American Zionists were extremely unfair. Katibah inclined more toward Western Liberalism than Fascism or Nazism. For example, in his "The New Spirit in Arab Lands" he describes the Axis powers in terms that are anything but flattering. Earlier, speaking at Syracuse, Katibah claimed that the Arabs are most fearful of the "new Italian imperialism which would settle thousands of Italians on conquered lands of northern Africa and possibly Syria and Iraq." Katibah set out to promote the under-represented Palestinian viewpoint and for that he was defamed as a Nazi.

Katibah the folklorist

One of the surprising features of Katibah's character was his love of folk-tales. Undoubtedly, he was a pioneering writer in the field of Arabic mythology. His two books "Other Arabian Nights" and "Arabian Romances and Folktales" are masterpieces in their own right and an important reference on Arabic folktales. Both books merit praise and attention because of their cultural rather than political approach to folktales. But it is much more than this. By combining his respective expertise in English and anthropology, Katibah briought to the tales an integral method of study that unites a sensitivity to language with a deep appreciation for culture. The author does that by following the intertwining of hidden signals of the language of the original and those of the target language in order to achieve the desired adequacy of translation and meaning.
Katibah's ability to combine different categories of folktales in single volumes is a testament to his literary skill and power of imagination. Moreover, his fluent and graceful translations, together with his introductions, render his works an important contribution to folk literature - to its study as well as to its enjoyment.

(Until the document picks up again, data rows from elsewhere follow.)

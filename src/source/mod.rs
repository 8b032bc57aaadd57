//! Task data source and mutation surface.
//!
//! The timeline only ever reads immutable snapshots (`Rc<[Task]>`); all
//! writes go through [`TaskMutations`] and come back as a fresh snapshot to
//! every subscriber of the affected project.

pub mod local;

use std::cell::RefCell;
use std::rc::{Rc, Weak};

use chrono::NaiveDate;
use tracing::warn;

use crate::error::Result;
use crate::model::{Task, TaskStatus};

pub use local::LocalSource;

/// Shared immutable task list.
pub type Snapshot = Rc<[Task]>;

pub type ChangeListener = Box<dyn FnMut(Snapshot)>;

pub trait TaskSource {
    fn fetch_tasks(&self, project_id: &str) -> Result<Snapshot>;

    /// Call `on_change` with every new snapshot of the project until the
    /// returned handle is dropped.
    fn subscribe(&self, project_id: &str, on_change: ChangeListener) -> Subscription;
}

/// Field values for a new task.
#[derive(Debug, Clone, PartialEq)]
pub struct NewTask {
    pub title: String,
    pub description: String,
    pub start_date: NaiveDate,
    pub end_date: NaiveDate,
    pub status: Option<TaskStatus>,
}

pub trait TaskMutations {
    fn create_task(&self, project_id: &str, task: NewTask) -> Result<Task>;
    fn update_task(&self, task: Task) -> Result<()>;
    fn delete_task(&self, project_id: &str, task_id: &str) -> Result<()>;
    fn toggle_completed(&self, project_id: &str, task_id: &str) -> Result<bool>;
    fn update_status(
        &self,
        project_id: &str,
        task_id: &str,
        status: TaskStatus,
        completed: bool,
    ) -> Result<()>;
}

struct ListenerEntry {
    id: u64,
    project_id: String,
    callback: ChangeListener,
}

/// Listener registry shared between a source and its subscriptions.
#[derive(Default)]
pub(crate) struct Listeners {
    next_id: u64,
    entries: Vec<ListenerEntry>,
    /// Nesting depth of [`dispatch`] calls currently running callbacks.
    dispatching: usize,
    /// Ids unsubscribed while their entry was out for dispatch.
    retired: Vec<u64>,
}

impl Listeners {
    pub(crate) fn add(&mut self, project_id: &str, callback: ChangeListener) -> u64 {
        self.next_id += 1;
        self.entries.push(ListenerEntry {
            id: self.next_id,
            project_id: project_id.to_string(),
            callback,
        });
        self.next_id
    }

    pub(crate) fn remove(&mut self, id: u64) {
        if self.dispatching > 0 {
            self.retired.push(id);
        }
        self.entries.retain(|e| e.id != id);
    }

    pub(crate) fn len(&self) -> usize {
        self.entries.len()
    }
}

/// Handle of an active subscription; unsubscribes when dropped.
#[must_use = "dropping a Subscription unsubscribes immediately"]
pub struct Subscription {
    id: u64,
    listeners: Weak<RefCell<Listeners>>,
}

impl Subscription {
    pub(crate) fn new(id: u64, listeners: &Rc<RefCell<Listeners>>) -> Self {
        Self {
            id,
            listeners: Rc::downgrade(listeners),
        }
    }

    pub fn unsubscribe(self) {}
}

/// Deliver `snapshot` to every listener of `project_id`.
///
/// Callbacks run without the registry borrowed, so they may subscribe or
/// drop subscriptions (their own included). Entries removed mid-dispatch are
/// not put back; entries added mid-dispatch are kept.
pub(crate) fn dispatch(listeners: &RefCell<Listeners>, project_id: &str, snapshot: &Snapshot) {
    let mut running = {
        let mut registry = listeners.borrow_mut();
        registry.dispatching += 1;
        std::mem::take(&mut registry.entries)
    };
    for entry in running.iter_mut().filter(|e| e.project_id == project_id) {
        let retired = listeners.borrow().retired.contains(&entry.id);
        if !retired {
            (entry.callback)(Rc::clone(snapshot));
        }
    }

    let mut registry = listeners.borrow_mut();
    registry.dispatching -= 1;
    running.retain(|e| !registry.retired.contains(&e.id));
    running.append(&mut registry.entries);
    registry.entries = running;
    if registry.dispatching == 0 {
        registry.retired.clear();
    }
}

impl Drop for Subscription {
    fn drop(&mut self) {
        if let Some(listeners) = self.listeners.upgrade() {
            match listeners.try_borrow_mut() {
                Ok(mut listeners) => listeners.remove(self.id),
                Err(_) => warn!(id = self.id, "Listener registry busy; subscription left active"),
            }
        }
    }
}
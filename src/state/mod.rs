pub mod storage;
pub mod view_state;

pub use storage::{FileStore, MemoryStore, SettingsStore};
pub use view_state::{ViewAction, ViewState};
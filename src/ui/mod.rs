pub mod dialogs;
pub mod kanban_board;
pub mod sidebar;
pub mod theme;
pub mod timeline_view;
pub mod toolbar;
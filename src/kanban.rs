//! Kanban projection: files tasks into status columns.
//!
//! Independent of the timeline layout; it reads the same task snapshot.

use std::collections::HashMap;

use serde::{Deserialize, Serialize};
use thiserror::Error;
use uuid::Uuid;

use crate::model::{Task, TaskStatus};

#[derive(Debug, Clone, PartialEq, Eq, Error)]
pub enum KanbanError {
    #[error("column '{0}' is a default column and cannot be removed")]
    DefaultColumn(String),
    #[error("column '{0}' not found")]
    ColumnNotFound(String),
    #[error("column title cannot be empty")]
    EmptyTitle,
}

#[derive(Debug, Clone, PartialEq, Eq, Serialize, Deserialize)]
pub struct KanbanColumn {
    pub id: String,
    pub title: String,
    pub status: TaskStatus,
    pub is_default: bool,
}

impl KanbanColumn {
    fn builtin(status: TaskStatus) -> Self {
        let title = match status {
            TaskStatus::Todo => "To Do",
            TaskStatus::InProgress => "In Progress",
            TaskStatus::Pending => "Pending",
            TaskStatus::Blocked => "Blocked",
            TaskStatus::Done => "Done",
            TaskStatus::Custom(_) => "Custom",
        };
        Self {
            id: status.key().to_string(),
            title: title.to_string(),
            status,
            is_default: true,
        }
    }
}

/// Ordered column set of a project's board.
#[derive(Debug, Clone, PartialEq, Eq, Serialize, Deserialize)]
#[serde(from = "Vec<KanbanColumn>", into = "Vec<KanbanColumn>")]
pub struct KanbanBoard {
    columns: Vec<KanbanColumn>,
}

impl Default for KanbanBoard {
    fn default() -> Self {
        Self {
            columns: TaskStatus::DEFAULTS
                .into_iter()
                .map(KanbanColumn::builtin)
                .collect(),
        }
    }
}

impl From<Vec<KanbanColumn>> for KanbanBoard {
    /// Stored boards are repaired so that every default column exists.
    fn from(mut columns: Vec<KanbanColumn>) -> Self {
        for (index, status) in TaskStatus::DEFAULTS.into_iter().enumerate() {
            match columns.iter_mut().find(|c| c.status == status) {
                Some(existing) => existing.is_default = true,
                None => {
                    let at = index.min(columns.len());
                    columns.insert(at, KanbanColumn::builtin(status));
                }
            }
        }
        Self { columns }
    }
}

impl From<KanbanBoard> for Vec<KanbanColumn> {
    fn from(board: KanbanBoard) -> Self {
        board.columns
    }
}

impl KanbanBoard {
    pub fn columns(&self) -> &[KanbanColumn] {
        &self.columns
    }

    pub fn column(&self, id: &str) -> Option<&KanbanColumn> {
        self.columns.iter().find(|c| c.id == id)
    }

    /// Append a custom column and return it.
    pub fn add_column(&mut self, title: &str) -> Result<&KanbanColumn, KanbanError> {
        let title = title.trim();
        if title.is_empty() {
            return Err(KanbanError::EmptyTitle);
        }
        let id = format!("custom-{}", Uuid::new_v4().simple());
        self.columns.push(KanbanColumn {
            status: TaskStatus::Custom(id.clone()),
            id,
            title: title.to_string(),
            is_default: false,
        });
        Ok(&self.columns[self.columns.len() - 1])
    }

    pub fn rename_column(&mut self, id: &str, title: &str) -> Result<(), KanbanError> {
        let title = title.trim();
        if title.is_empty() {
            return Err(KanbanError::EmptyTitle);
        }
        let column = self
            .columns
            .iter_mut()
            .find(|c| c.id == id)
            .ok_or_else(|| KanbanError::ColumnNotFound(id.to_string()))?;
        column.title = title.to_string();
        Ok(())
    }

    /// Remove a custom column. Tasks filed under it fall back to `todo`.
    pub fn remove_column(&mut self, id: &str) -> Result<KanbanColumn, KanbanError> {
        let index = self
            .columns
            .iter()
            .position(|c| c.id == id)
            .ok_or_else(|| KanbanError::ColumnNotFound(id.to_string()))?;
        if self.columns[index].is_default {
            return Err(KanbanError::DefaultColumn(id.to_string()));
        }
        Ok(self.columns.remove(index))
    }
}

/// Group tasks by column id.
///
/// Every column appears in the result. Tasks without a status, or whose
/// status matches no column, land in `todo`.
pub fn group_by_status<'a>(
    tasks: &'a [Task],
    columns: &[KanbanColumn],
) -> HashMap<String, Vec<&'a Task>> {
    let mut groups: HashMap<String, Vec<&'a Task>> =
        columns.iter().map(|c| (c.id.clone(), Vec::new())).collect();
    let fallback = TaskStatus::Todo.key().to_string();

    for task in tasks {
        let status = task.effective_status();
        let column_id = columns
            .iter()
            .find(|c| c.status == status)
            .map(|c| c.id.clone())
            .unwrap_or_else(|| fallback.clone());
        groups.entry(column_id).or_default().push(task);
    }
    groups
}

/// The status/completion update produced by dropping a task onto a column.
#[derive(Debug, Clone, PartialEq, Eq)]
pub struct StatusChange {
    pub task_id: String,
    pub status: TaskStatus,
    pub completed: bool,
}

/// Moving into Done completes the task; moving anywhere else reopens it.
pub fn move_to_column(task: &Task, column: &KanbanColumn) -> StatusChange {
    StatusChange {
        task_id: task.id.clone(),
        status: column.status.clone(),
        completed: column.status.is_done(),
    }
}

#[cfg(test)]
mod tests {
    use super::*;
    use chrono::NaiveDate;

    fn task(id: &str, status: Option<TaskStatus>) -> Task {
        let d = NaiveDate::from_ymd_opt(2024, 1, 1).unwrap();
        let mut t = Task::new("p", id, d, d);
        t.id = id.to_string();
        t.status = status;
        t
    }

    #[test]
    fn missing_status_groups_under_todo() {
        let board = KanbanBoard::default();
        let tasks = vec![task("a", None), task("b", Some(TaskStatus::Blocked))];
        let groups = group_by_status(&tasks, board.columns());
        assert_eq!(groups["todo"].len(), 1);
        assert_eq!(groups["todo"][0].id, "a");
        assert_eq!(groups["blocked"][0].id, "b");
        assert!(groups["done"].is_empty());
        assert_eq!(groups.len(), 5);
    }

    #[test]
    fn default_columns_cannot_be_removed() {
        let mut board = KanbanBoard::default();
        for status in TaskStatus::DEFAULTS {
            assert_eq!(
                board.remove_column(status.key()),
                Err(KanbanError::DefaultColumn(status.key().to_string()))
            );
        }
        assert_eq!(board.columns().len(), 5);
    }

    #[test]
    fn custom_columns_can_be_added_renamed_and_removed() {
        let mut board = KanbanBoard::default();
        let id = board.add_column("Review").unwrap().id.clone();
        assert_eq!(board.columns().len(), 6);

        board.rename_column(&id, "Code Review").unwrap();
        assert_eq!(board.column(&id).unwrap().title, "Code Review");
        assert_eq!(board.rename_column(&id, "  "), Err(KanbanError::EmptyTitle));

        let tasks = vec![task("r", Some(TaskStatus::Custom(id.clone())))];
        assert_eq!(group_by_status(&tasks, board.columns())[&id].len(), 1);

        board.remove_column(&id).unwrap();
        assert_eq!(board.columns().len(), 5);
        // Orphaned tasks fall back to todo.
        assert_eq!(group_by_status(&tasks, board.columns())["todo"].len(), 1);
    }

    #[test]
    fn default_columns_can_be_renamed() {
        let mut board = KanbanBoard::default();
        board.rename_column("todo", "Backlog").unwrap();
        assert_eq!(board.column("todo").unwrap().title, "Backlog");
    }

    #[test]
    fn dropping_into_done_completes_and_back_reopens() {
        let board = KanbanBoard::default();
        let mut t = task("a", None);

        let change = move_to_column(&t, board.column("done").unwrap());
        assert_eq!(change.status, TaskStatus::Done);
        assert!(change.completed);
        t.status = Some(change.status);
        t.completed = change.completed;

        let change = move_to_column(&t, board.column("todo").unwrap());
        assert_eq!(change.status, TaskStatus::Todo);
        assert!(!change.completed);
    }

    #[test]
    fn stored_board_is_repaired() {
        let json = r#"[{"id":"custom-1","title":"QA","status":"custom-1","is_default":false}]"#;
        let board: KanbanBoard = serde_json::from_str(json).unwrap();
        assert_eq!(board.columns().len(), 6);
        let ids: Vec<_> = board.columns().iter().map(|c| c.id.as_str()).collect();
        assert_eq!(ids, ["todo", "in-progress", "pending", "blocked", "done", "custom-1"]);
    }
}
/// Fixed left-hand cell of a row: completion toggle, title and actions.
fn row_label(ui: &mut Ui, task: &Task, mode: TimelineMode) -> Option<TimelineAction> {
    let mut action = None;
    ui.allocate_ui_with_layout(
        Vec2::new(theme::LABEL_WIDTH, theme::ROW_HEIGHT),
        Layout::left_to_right(Align::Center),
        |ui| {
            ui.set_width(theme::LABEL_WIDTH);
            match mode {
                TimelineMode::Editable => {
                    let mut completed = task.completed;
                    if ui.checkbox(&mut completed, "").changed() {
                        action = Some(TimelineAction::ToggleComplete(task.id.clone()));
                    }
                }
                TimelineMode::ReadOnly => {
                    let icon = if task.completed { icons::CHECK_SQUARE } else { icons::SQUARE };
                    ui.label(RichText::new(icon).color(theme::TEXT_SECONDARY));
                }
            }

            ui.with_layout(Layout::right_to_left(Align::Center), |ui| {
                if mode == TimelineMode::Editable {
                    if ui
                        .small_button(icons::TRASH)
                        .on_hover_text("Delete task")
                        .clicked()
                    {
                        action = Some(TimelineAction::Delete(task.id.clone()));
                    }
                    if ui
                        .small_button(icons::PENCIL_SIMPLE)
                        .on_hover_text("Edit task")
                        .clicked()
                    {
                        action = Some(TimelineAction::Edit(task.id.clone()));
                    }
                }
                let mut title = RichText::new(&task.title);
                if task.completed {
                    title = title.strikethrough().color(theme::TEXT_DIM);
                }
                ui.with_layout(Layout::left_to_right(Align::Center), |ui| {
                    ui.add(egui::Label::new(title).truncate());
                });
            });
        },
    );
    action
}
use std::path::Path;

use crate::error::{Error, Result};
use crate::source::local::Workspace;

/// Save the workspace to a JSON file, creating parent directories as needed.
pub fn save_workspace(workspace: &Workspace, path: &Path) -> Result<()> {
    if let Some(parent) = path.parent() {
        std::fs::create_dir_all(parent).map_err(|source| Error::Write {
            path: parent.to_path_buf(),
            source,
        })?;
    }
    let json = serde_json::to_string_pretty(workspace)?;
    std::fs::write(path, json).map_err(|source| Error::Write {
        path: path.to_path_buf(),
        source,
    })
}

/// Load the workspace from a JSON file.
pub fn load_workspace(path: &Path) -> Result<Workspace> {
    let json = std::fs::read_to_string(path).map_err(|source| Error::Read {
        path: path.to_path_buf(),
        source,
    })?;
    Ok(serde_json::from_str(&json)?)
}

This study has touched only lightly on Katibah's life and contributions, political as well as literary. An imposing, elusive figure, Katibah emigrated to the New World to escape persecution and poverty at home and rose to become one of the leading and outspoken writers and activists in the Syrian diaspora of North America.
Despite the enormous difficulties and danger that Katibah faced from Zionist Americans, he remained dedicated to his country in general and to Palestine - that southern section of Syria - in particular to the end. No doubt he made mistakes but his mistakes are of the kind that only those who dare would make. His greatestmistake was his inability to recognize the need for some structure, organization and leadership in order to guide, coordinate and systematically unfold the endeavor in which he was involved. Because of that Katibah's vision and activism on behalf of special causes such as Palestine vanished into thin air and were seldom invoked after his death.